1. Goals for Today Review the basics of an experiment Learn how to create a unit-weighted composite variable and how/why it is used in psychology. Learn how to create composite variables in SPSS. Learn how to compare the mean difference between two groups using Cohen’s d.

2. Review What is an experiment? What is random assignment to conditions and why does it matter? What are independent vs. dependent variables in an experimental study? What are our dependent measures/variables in our subliminal study?

3. Composite Scores When we have multiple ways of assessing a construct (e.g., self-esteem), we often create a composite variable that captures the these scores.

4. Composite Scores Why do we average scores together to create a composite? We assume that a “latent” variable or “construct”, such as self-esteem, manifests itself in various ways.

5. Composite Scores Each of those manifestations, however, is an imperfect reflection of a person’s self-esteem. Example: A person may indicate that they feel good about themselves not because they feel especially good about themselves per se, but because they hold others in such low regard.

6. Composite Scores O = T + E We assume that our measurement or observation, O, is a function of at least two factors: A true score (T: the value that we expect to observe) and measurement error (E). If the measurement errors are random, then averaging several O’s together should give us a better approximation of T.

7. Reverse Scored Items Some items are negatively related to the construct of interest. –Ex: “I feel I do not have much to be proud of. ” These items cannot be weighted in the same fashion as the others when creating a composite variable.

8. Unit-weighted composite To create a “unit-weighted composite”—the most commonly used composite in personality psychology, do the following: –1. Reverse-key responses to items that are in the opposite direction of the construct.

9. One way to do this is to use the following formula: (Max - X) + Min Thus, on a 1 (Min) to 5 (Max) scale, like the one we used: 5 – X + 1

10. 2. Once the appropriate responses have been reverse keyed, simply average the responses for each person.

11. ItemPerson 1Person 2Person 3 I feel that I'm a person of worth, at least on an equal plane with others 552 I feel that I have a number of good qualities.543 All in all, I am inclined to feel that I am a failure. (Reverse) 1 (5)2 (4)3 (3) I am able to do things as well as most other people. 552 I feel I do not have much to be proud of. (Reverse) 1 (5) 4 (2) Sum252312 Average54.62.4

12. Qualifications This method is the simplest, but there are more complex ways of creating composite variables. –For example, sometimes responses to each variable are standardized (transformed to z-scores) before the averaging takes place. –In some work, the measurements might be weighted differently. That is, some variables might count more than others. –In other work, non-linear relationships might be assumed between the latent variable and an item response (e.g., Item Response Theory models).

13. Mean Differences The big question in our experiment is whether people’s self-esteem improves after listening to a subliminal recording containing subliminal messages designed to improve self-esteem. [open SPSS]

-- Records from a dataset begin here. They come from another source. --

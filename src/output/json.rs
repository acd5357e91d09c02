//! JSON array file writer

use crate::output::record::Record;
use crate::output::traits::{OutputResult, Writer};
use std::fs;
use std::path::{Path, PathBuf};

/// Keeps records as a pretty-printed JSON array in a single file
///
/// The file is created with `[]` when missing. Every write reads the array,
/// appends the record and rewrites the file, so the file is valid JSON after
/// each record.
pub struct JsonWriter {
    path: PathBuf,
}

impl JsonWriter {
    /// Opens (or creates) the JSON file at `path`
    pub fn new(path: impl AsRef<Path>) -> OutputResult<Self> {
        let path = path.as_ref().to_path_buf();
        if !path.exists() {
            fs::write(&path, "[]")?;
        }
        Ok(Self { path })
    }

    pub fn path(&self) -> &Path {
        &self.path
    }

    fn load(&self) -> OutputResult<Vec<Record>> {
        let content = fs::read_to_string(&self.path)?;
        if content.trim().is_empty() {
            return Ok(Vec::new());
        }
        Ok(serde_json::from_str(&content)?)
    }
}

impl Writer for JsonWriter {
    fn write(&mut self, record: &Record) -> OutputResult<()> {
        let mut records = self.load()?;
        records.push(record.clone());
        fs::write(&self.path, serde_json::to_string_pretty(&records)?)?;
        Ok(())
    }

    fn exists(&self, criteria: &Record) -> OutputResult<bool> {
        Ok(self.load()?.iter().any(|record| record.matches(criteria)))
    }
}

14. Our Experiment Two conditions: –A. People in the “good” condition were presented with self-affirming subliminal messages, such as “You are a good person.” –B. People in the “bad” condition were presented with self-defacing subliminal messages, such as “No one likes you.”

15. Answering the Question Did our manipulation have an impact on peoples’ self-esteem? One way of addressing the question is by determining whether people in Condition A had higher levels of self-esteem than people in Condition B. (As measured after hearing the recording.)

16. Everyone has a unique self-esteem score, so we average the scores (i.e., the composite scores) for people in Condition A and separately average the scores for people in Condition B. We want two statistics: (a) the mean, which tells us the average self-esteem value for a person in a condition, and (b) the standard deviation (SD), which tells us the amount of variability there is around the mean in that condition.

17. Mean Difference Mean Difference between conditions: –(Mean of Group A – Mean of Group B) –If positive, then Group A > Group B –If negative, then Group A > Group B –If zero, then no difference between conditions.

18. Standardized Mean Difference If we divide the mean difference by the average SD of the two groups, we obtain a standardized mean difference or Cohen’s d. Pooled standard deviation

19. Standardized Mean Difference Cohen’s d expresses the difference between groups relative to the average standard deviation of the scores. For Cohen's d, an effect size of 0.2 to 0.3 might be dubbed a "small" effect. Something around 0.5 might be called a "medium" effect. And values above.80 might be called “large” effects. Handy online Cohen’s d calculator: http://web.uccs.edu/lbecker/Psy590/escalc3.htm

20. Another Calculation We could also ask about the amount of change that takes place in self-esteem scores from Time 1 (before the recording) to Time 2 (after the recording). Create a composite for the Time 1 scores. Create a new variable in SPSS that represents the Time 2 composite – Time 2 composite scores.